#### TASK DETAILS:
Write each record again exactly as it stands.

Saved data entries
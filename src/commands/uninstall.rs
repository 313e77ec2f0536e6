//! Uninstall command implementation.
use anyhow::Result;
use std::sync::Arc;

use crate::cli::GlobalOpts;
use crate::logging::Logger;
use crate::tasks;

/// Run the uninstall command.
///
/// # Errors
///
/// Returns an error if configuration loading fails or any task fails.
pub fn run(global: &GlobalOpts, log: &Arc<Logger>) -> Result<()> {
    let runner = super::CommandRunner::new(global, log)?;
    let tasks = tasks::all_uninstall_tasks();
    runner.run(tasks.iter().map(Box::as_ref))
}
//! Generic resource processing loop: check state, apply or remove, collect stats.
//!
//! Single-resource handling lives in [`apply`]; this module drives the loop
//! and owns the counters and options shared by every task.

mod apply;

use anyhow::Result;

use super::context::Context;
use crate::resources::{Resource, ResourceState};

/// Result of a single task execution.
///
/// # Examples
///
/// ```
/// use luet_pm_installer::tasks::TaskResult;
///
/// let ok = TaskResult::Ok;
/// let skipped = TaskResult::Skipped("no translations found".into());
/// let dry = TaskResult::DryRun;
///
/// assert!(matches!(ok, TaskResult::Ok));
/// assert!(matches!(skipped, TaskResult::Skipped(_)));
/// assert!(matches!(dry, TaskResult::DryRun));
/// ```
#[derive(Debug, Clone)]
pub enum TaskResult {
    /// Task completed successfully.
    Ok,
    /// Task had nothing to do.
    Skipped(String),
    /// Task ran in dry-run mode.
    DryRun,
}

/// Counters for batch tasks that process many items.
///
/// # Examples
///
/// ```
/// use luet_pm_installer::tasks::TaskStats;
///
/// let mut stats = TaskStats::new();
/// stats.changed = 3;
/// stats.already_ok = 2;
///
/// assert_eq!(stats.summary(false), "3 changed, 2 already ok");
/// assert_eq!(stats.summary(true), "3 would change, 2 already ok");
/// ```
///
/// Skipped and failed items are only mentioned when present:
///
/// ```
/// use luet_pm_installer::tasks::TaskStats;
///
/// let stats = TaskStats { changed: 1, already_ok: 2, skipped: 1, failed: 1 };
/// assert_eq!(stats.summary(false), "1 changed, 2 already ok, 1 skipped, 1 failed");
/// ```
#[derive(Debug, Default, Clone, Copy, PartialEq, Eq)]
pub struct TaskStats {
    /// Number of items changed or applied.
    pub changed: u32,
    /// Number of items already in the correct state.
    pub already_ok: u32,
    /// Number of items deliberately left alone.
    pub skipped: u32,
    /// Number of items that could not be processed.
    pub failed: u32,
}

impl TaskStats {
    /// Create a new empty stats counter.
    #[must_use]
    pub fn new() -> Self {
        Self::default()
    }

    /// Format the summary string (e.g. "3 changed, 2 already ok, 1 failed").
    #[must_use]
    pub fn summary(&self, dry_run: bool) -> String {
        let verb = if dry_run { "would change" } else { "changed" };
        let mut parts = vec![
            format!("{} {verb}", self.changed),
            format!("{} already ok", self.already_ok),
        ];
        if self.skipped > 0 {
            parts.push(format!("{} skipped", self.skipped));
        }
        if self.failed > 0 {
            parts.push(format!("{} failed", self.failed));
        }
        parts.join(", ")
    }

    /// Log the summary and return the appropriate `TaskResult`.
    ///
    /// # Errors
    ///
    /// Returns an error if any item failed, so that a best-effort run still
    /// marks the task as failed.
    pub fn finish(self, ctx: &Context) -> Result<TaskResult> {
        ctx.log.info(&self.summary(ctx.dry_run));
        if self.failed > 0 {
            anyhow::bail!("{} item(s) failed", self.failed);
        }
        Ok(if ctx.dry_run {
            TaskResult::DryRun
        } else {
            TaskResult::Ok
        })
    }
}

impl std::ops::AddAssign for TaskStats {
    fn add_assign(&mut self, other: Self) {
        self.changed += other.changed;
        self.already_ok += other.already_ok;
        self.skipped += other.skipped;
        self.failed += other.failed;
    }
}

/// Verb and failure policy for the resource loops.
///
/// # Examples
///
/// ```
/// use luet_pm_installer::tasks::ProcessOpts;
///
/// let opts = ProcessOpts::strict("install");
/// assert!(opts.bail_on_error);
/// assert!(!opts.no_bail().bail_on_error);
/// ```
#[derive(Debug, Clone, Copy)]
pub struct ProcessOpts<'a> {
    /// Verb for log messages (e.g., "install", "remove").
    pub verb: &'a str,
    /// Propagate the first error (bail). If `false`, warn and count as failed.
    pub bail_on_error: bool,
}

impl<'a> ProcessOpts<'a> {
    /// Stop at the first failing resource.
    #[must_use]
    pub const fn strict(verb: &'a str) -> Self {
        Self {
            verb,
            bail_on_error: true,
        }
    }

    /// Options for `verb` following the context's strictness.
    #[must_use]
    pub const fn for_context(verb: &'a str, ctx: &Context) -> Self {
        let opts = Self::strict(verb);
        if ctx.strict { opts } else { opts.no_bail() }
    }

    /// Warn on errors instead of bailing.
    #[must_use]
    pub const fn no_bail(mut self) -> Self {
        self.bail_on_error = false;
        self
    }
}

/// Process resources by checking each one's current state and applying as needed.
///
/// Resources are handled in order; with `bail_on_error` the first failure
/// stops the loop and later resources are not touched.
///
/// # Errors
///
/// Returns the first failure when `bail_on_error` is set; otherwise returns
/// an error after the loop if any resource failed.
pub fn process_resources<R: Resource>(
    ctx: &Context,
    resources: impl IntoIterator<Item = R>,
    opts: &ProcessOpts,
) -> Result<TaskResult> {
    let mut stats = TaskStats::new();
    for resource in resources {
        stats += match resource.current_state() {
            Ok(current) => apply::process_single(ctx, &resource, current, opts)?,
            Err(e) => apply::record_failure(ctx, &resource.description(), e, opts)?,
        };
    }
    stats.finish(ctx)
}

/// Process resources for removal.
///
/// Only resources whose [`Resource::removal_state`] is
/// [`ResourceState::Correct`] are removed.  Modified destinations are left
/// in place with a warning.
///
/// # Errors
///
/// Same policy as [`process_resources`].
pub fn process_resources_remove<R: Resource>(
    ctx: &Context,
    resources: impl IntoIterator<Item = R>,
    opts: &ProcessOpts,
) -> Result<TaskResult> {
    let mut stats = TaskStats::new();
    for resource in resources {
        stats += match resource.removal_state() {
            Ok(current) => apply::remove_single(ctx, &resource, &current, opts)?,
            Err(e) => apply::record_failure(ctx, &resource.description(), e, opts)?,
        };
    }
    stats.finish(ctx)
}

/// Report the state of each resource without changing anything.
///
/// Every resource is checked regardless of earlier results.
///
/// # Errors
///
/// Returns an error if any resource is missing, differs from its source, or
/// cannot be checked.
pub fn verify_resources<R: Resource>(
    ctx: &Context,
    resources: impl IntoIterator<Item = R>,
) -> Result<TaskResult> {
    let mut correct = 0u32;
    let mut failing = 0u32;
    for resource in resources {
        let desc = resource.description();
        match resource.current_state() {
            Ok(ResourceState::Correct) => {
                ctx.log.debug(&format!("ok: {desc}"));
                correct += 1;
            }
            Ok(ResourceState::Missing) => {
                ctx.log.warn(&format!("missing: {desc}"));
                failing += 1;
            }
            Ok(ResourceState::Incorrect { current }) => {
                ctx.log.warn(&format!("differs: {desc} ({current})"));
                failing += 1;
            }
            Ok(ResourceState::Invalid { reason }) => {
                ctx.log.warn(&format!("invalid: {desc} ({reason})"));
                failing += 1;
            }
            Err(e) => {
                ctx.log.warn(&format!("cannot check {desc}: {e:#}"));
                failing += 1;
            }
        }
    }
    ctx.log
        .info(&format!("{correct} correct, {failing} need attention"));
    if failing > 0 {
        anyhow::bail!("{failing} resource(s) not installed correctly");
    }
    Ok(TaskResult::Ok)
}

#### EXPECTED OUTPUT:
filename src/commands/uninstall.rs
repository 313e77ec2f0536e6
//! Uninstall command implementation.
use anyhow::Result;
use std::sync::Arc;

use crate::cli::GlobalOpts;
use crate::logging::Logger;
use crate::tasks;

/// Run the uninstall command.
///
/// # Errors
///
/// Returns an error if configuration loading fails or any task fails.
pub fn run(global: &GlobalOpts, log: &Arc<Logger>) -> Result<()> {
    let runner = super::CommandRunner::new(global, log)?;
    let tasks = tasks::all_uninstall_tasks();
    runner.run(tasks.iter().map(Box::as_ref))
}
//! Generic resource processing loop: check state, apply or remove, collect stats.
//!
//! Single-resource handling lives in [`apply`]; this module drives the loop
//! and owns the counters and options shared by every task.

mod apply;

use anyhow::Result;

use super::context::Context;
use crate::resources::{Resource, ResourceState};

/// Result of a single task execution.
///
/// # Examples
///
/// ```
/// use luet_pm_installer::tasks::TaskResult;
///
/// let ok = TaskResult::Ok;
/// let skipped = TaskResult::Skipped("no translations found".into());
/// let dry = TaskResult::DryRun;
///
/// assert!(matches!(ok, TaskResult::Ok));
/// assert!(matches!(skipped, TaskResult::Skipped(_)));
/// assert!(matches!(dry, TaskResult::DryRun));
/// ```
#[derive(Debug, Clone)]
pub enum TaskResult {
    /// Task completed successfully.
    Ok,
    /// Task had nothing to do.
    Skipped(String),
    /// Task ran in dry-run mode.
    DryRun,
}

/// Counters for batch tasks that process many items.
///
/// # Examples
///
/// ```
/// use luet_pm_installer::tasks::TaskStats;
///
/// let mut stats = TaskStats::new();
/// stats.changed = 3;
/// stats.already_ok = 2;
///
/// assert_eq!(stats.summary(false), "3 changed, 2 already ok");
/// assert_eq!(stats.summary(true), "3 would change, 2 already ok");
/// ```
///
/// Skipped and failed items are only mentioned when present:
///
/// ```
/// use luet_pm_installer::tasks::TaskStats;
///
/// let stats = TaskStats { changed: 1, already_ok: 2, skipped: 1, failed: 1 };
/// assert_eq!(stats.summary(false), "1 changed, 2 already ok, 1 skipped, 1 failed");
/// ```
#[derive(Debug, Default, Clone, Copy, PartialEq, Eq)]
pub struct TaskStats {
    /// Number of items changed or applied.
    pub changed: u32,
    /// Number of items already in the correct state.
    pub already_ok: u32,
    /// Number of items deliberately left alone.
    pub skipped: u32,
    /// Number of items that could not be processed.
    pub failed: u32,
}

impl TaskStats {
    /// Create a new empty stats counter.
    #[must_use]
    pub fn new() -> Self {
        Self::default()
    }

    /// Format the summary string (e.g. "3 changed, 2 already ok, 1 failed").
    #[must_use]
    pub fn summary(&self, dry_run: bool) -> String {
        let verb = if dry_run { "would change" } else { "changed" };
        let mut parts = vec![
            format!("{} {verb}", self.changed),
            format!("{} already ok", self.already_ok),
        ];
        if self.skipped > 0 {
            parts.push(format!("{} skipped", self.skipped));
        }
        if self.failed > 0 {
            parts.push(format!("{} failed", self.failed));
        }
        parts.join(", ")
    }

    /// Log the summary and return the appropriate `TaskResult`.
    ///
    /// # Errors
    ///
    /// Returns an error if any item failed, so that a best-effort run still
    /// marks the task as failed.
    pub fn finish(self, ctx: &Context) -> Result<TaskResult> {
        ctx.log.info(&self.summary(ctx.dry_run));
        if self.failed > 0 {
            anyhow::bail!("{} item(s) failed", self.failed);
        }
        Ok(if ctx.dry_run {
            TaskResult::DryRun
        } else {
            TaskResult::Ok
        })
    }
}

impl std::ops::AddAssign for TaskStats {
    fn add_assign(&mut self, other: Self) {
        self.changed += other.changed;
        self.already_ok += other.already_ok;
        self.skipped += other.skipped;
        self.failed += other.failed;
    }
}

/// Verb and failure policy for the resource loops.
///
/// # Examples
///
/// ```
/// use luet_pm_installer::tasks::ProcessOpts;
///
/// let opts = ProcessOpts::strict("install");
/// assert!(opts.bail_on_error);
/// assert!(!opts.no_bail().bail_on_error);
/// ```
#[derive(Debug, Clone, Copy)]
pub struct ProcessOpts<'a> {
    /// Verb for log messages (e.g., "install", "remove").
    pub verb: &'a str,
    /// Propagate the first error (bail). If `false`, warn and count as failed.
    pub bail_on_error: bool,
}

impl<'a> ProcessOpts<'a> {
    /// Stop at the first failing resource.
    #[must_use]
    pub const fn strict(verb: &'a str) -> Self {
        Self {
            verb,
            bail_on_error: true,
        }
    }

    /// Options for `verb` following the context's strictness.
    #[must_use]
    pub const fn for_context(verb: &'a str, ctx: &Context) -> Self {
        let opts = Self::strict(verb);
        if ctx.strict { opts } else { opts.no_bail() }
    }

    /// Warn on errors instead of bailing.
    #[must_use]
    pub const fn no_bail(mut self) -> Self {
        self.bail_on_error = false;
        self
    }
}

/// Process resources by checking each one's current state and applying as needed.
///
/// Resources are handled in order; with `bail_on_error` the first failure
/// stops the loop and later resources are not touched.
///
/// # Errors
///
/// Returns the first failure when `bail_on_error` is set; otherwise returns
/// an error after the loop if any resource failed.
pub fn process_resources<R: Resource>(
    ctx: &Context,
    resources: impl IntoIterator<Item = R>,
    opts: &ProcessOpts,
) -> Result<TaskResult> {
    let mut stats = TaskStats::new();
    for resource in resources {
        stats += match resource.current_state() {
            Ok(current) => apply::process_single(ctx, &resource, current, opts)?,
            Err(e) => apply::record_failure(ctx, &resource.description(), e, opts)?,
        };
    }
    stats.finish(ctx)
}

/// Process resources for removal.
///
/// Only resources whose [`Resource::removal_state`] is
/// [`ResourceState::Correct`] are removed.  Modified destinations are left
/// in place with a warning.
///
/// # Errors
///
/// Same policy as [`process_resources`].
pub fn process_resources_remove<R: Resource>(
    ctx: &Context,
    resources: impl IntoIterator<Item = R>,
    opts: &ProcessOpts,
) -> Result<TaskResult> {
    let mut stats = TaskStats::new();
    for resource in resources {
        stats += match resource.removal_state() {
            Ok(current) => apply::remove_single(ctx, &resource, &current, opts)?,
            Err(e) => apply::record_failure(ctx, &resource.description(), e, opts)?,
        };
    }
    stats.finish(ctx)
}

/// Report the state of each resource without changing anything.
///
/// Every resource is checked regardless of earlier results.
///
/// # Errors
///
/// Returns an error if any resource is missing, differs from its source, or
/// cannot be checked.
pub fn verify_resources<R: Resource>(
    ctx: &Context,
    resources: impl IntoIterator<Item = R>,
) -> Result<TaskResult> {
    let mut correct = 0u32;
    let mut failing = 0u32;
    for resource in resources {
        let desc = resource.description();
        match resource.current_state() {
            Ok(ResourceState::Correct) => {
                ctx.log.debug(&format!("ok: {desc}"));
                correct += 1;
            }
            Ok(ResourceState::Missing) => {
                ctx.log.warn(&format!("missing: {desc}"));
                failing += 1;
            }
            Ok(ResourceState::Incorrect { current }) => {
                ctx.log.warn(&format!("differs: {desc} ({current})"));
                failing += 1;
            }
            Ok(ResourceState::Invalid { reason }) => {
                ctx.log.warn(&format!("invalid: {desc} ({reason})"));
                failing += 1;
            }
            Err(e) => {
                ctx.log.warn(&format!("cannot check {desc}: {e:#}"));
                failing += 1;
            }
        }
    }
    ctx.log
        .info(&format!("{correct} correct, {failing} need attention"));
    if failing > 0 {
        anyhow::bail!("{failing} resource(s) not installed correctly");
    }
    Ok(TaskResult::Ok)
}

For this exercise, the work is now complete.